I would break this up. I drew some lines. The crew and the research-cosmonaut, I’m calling that…that’s a part of the mission. The mission knows the crew key and that there’s going to be position keywords under that. Training is part of the crew member — the person. The centrifuge and status, that is something that I’m going to call training record.
I’m breaking this up into different parts. I think two or maybe three is probably the longest path you should use, so this will work for this.
Sorry, I had the diagram here. Mission, person, and training. That means we’re going to have to make name spaces for these.
Up at the top, we have the training. We are going to do a set-status. It takes the training record, and it takes the name of the training, and it sets the status in that record. Very easy. All this code is very easy to write, by the way. That’s the nice thing about it.
Person. Instead of knowing what the training record looks like, it calls the training set-status on whatever is in its training key. Mission doesn’t know what the person record looks like. It just knows where to find it and then what operation it’s trying to call on it. This a separation so that they can evolve separately. They can change separately.
If you’ve got a couple of paths like that in your code, some deep assoc-ins or update-ins, you’re coupling the structure of those maps all along that path to this other place in the code where it’s just being used. You want to have these isolated entities that you can deal with on their own. Modify, update, and evolve on their own.

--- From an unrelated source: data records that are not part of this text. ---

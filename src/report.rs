//! Report sinks: where successful extraction results are recorded.

use crate::error::DocMetaError;
use crate::output::ExtractionResult;
use serde::Serialize;
use std::io::Write;
use std::path::{Path, PathBuf};
use std::sync::Mutex;
use std::time::{SystemTime, UNIX_EPOCH};
use tracing::debug;

/// Receives every successful result of a batch.
pub trait ReportSink: Send + Sync {
    fn record(
        &self,
        result: &ExtractionResult,
        document_url: &str,
        template_id: &str,
    ) -> Result<(), DocMetaError>;
}

#[derive(Serialize)]
struct ReportLine<'a> {
    template_id: &'a str,
    document_url: &'a str,
    recorded_at: u64,
    metadata: &'a ExtractionResult,
}

/// Appends one JSON object per result to a file.
#[derive(Debug)]
pub struct JsonlReportSink {
    path: PathBuf,
    lock: Mutex<()>,
}

impl JsonlReportSink {
    /// Sink appending to `path`; the file and its parent are created on first write.
    pub fn new(path: impl Into<PathBuf>) -> Self {
        Self {
            path: path.into(),
            lock: Mutex::new(()),
        }
    }

    pub fn path(&self) -> &Path {
        &self.path
    }
}

impl ReportSink for JsonlReportSink {
    fn record(
        &self,
        result: &ExtractionResult,
        document_url: &str,
        template_id: &str,
    ) -> Result<(), DocMetaError> {
        let line = ReportLine {
            template_id,
            document_url,
            recorded_at: SystemTime::now()
                .duration_since(UNIX_EPOCH)
                .map(|d| d.as_secs())
                .unwrap_or_default(),
            metadata: result,
        };
        let mut json = serde_json::to_string(&line)
            .map_err(|e| DocMetaError::Internal(format!("report serialisation: {e}")))?;
        json.push('\n');

        // One writer at a time keeps lines whole.
        let _guard = self
            .lock
            .lock()
            .map_err(|_| DocMetaError::Internal("report sink lock poisoned".into()))?;
        if let Some(parent) = self.path.parent().filter(|p| !p.as_os_str().is_empty()) {
            std::fs::create_dir_all(parent).map_err(|e| DocMetaError::io(parent, e))?;
        }
        let mut file = std::fs::OpenOptions::new()
            .create(true)
            .append(true)
            .open(&self.path)
            .map_err(|e| DocMetaError::io(&self.path, e))?;
        file.write_all(json.as_bytes())
            .map_err(|e| DocMetaError::io(&self.path, e))?;
        debug!("Recorded {} in {}", document_url, self.path.display());
        Ok(())
    }
}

Then, what this turns into is we have these layers on top of libraries. We have our training layer. Then a person refers to that training layer, so we’ll put it above it. Then a mission has many people in it, so that goes above it. There’s probably some more in there, but somewhere up top we’ve got the UI.
In the OO world, they talk about this all the time. They call it the Law of Demeter. In the OO world, you’re not supposed to do a long chain where you’re like the missions, crew members, research cosmonauts, training…you know, the dot. You can’t have a long chain of dots.
That’s actually considered bad form because you’re tying in that whole chain. You’re reaching into the object and you have to know so much about this huge chain of objects. You should know as little as possible about everything down the line, how things are implemented.
I mention object-oriented programming and the Law of Demeter. I expect that someone out there is thinking, “Aren’t I just encapsulating? It’s all supposed to be data. Why would you want to encapsulate this?”
My answer is we are encapsulating, and it is just data. They’re not in conflict. We’re encapsulating it mentally. Mentally, we can operate on this map as if it were this very small, well-understood thing. But then, at the end of the day, it is just data.
There’s actually a tension between a map, a generic key-value store, and an entity, which is a thing which has meaning and its own operations — the things that are valid — on it. We can move between these two, and we have to be conscious of where we are or how we’re thinking about it when we’re writing code.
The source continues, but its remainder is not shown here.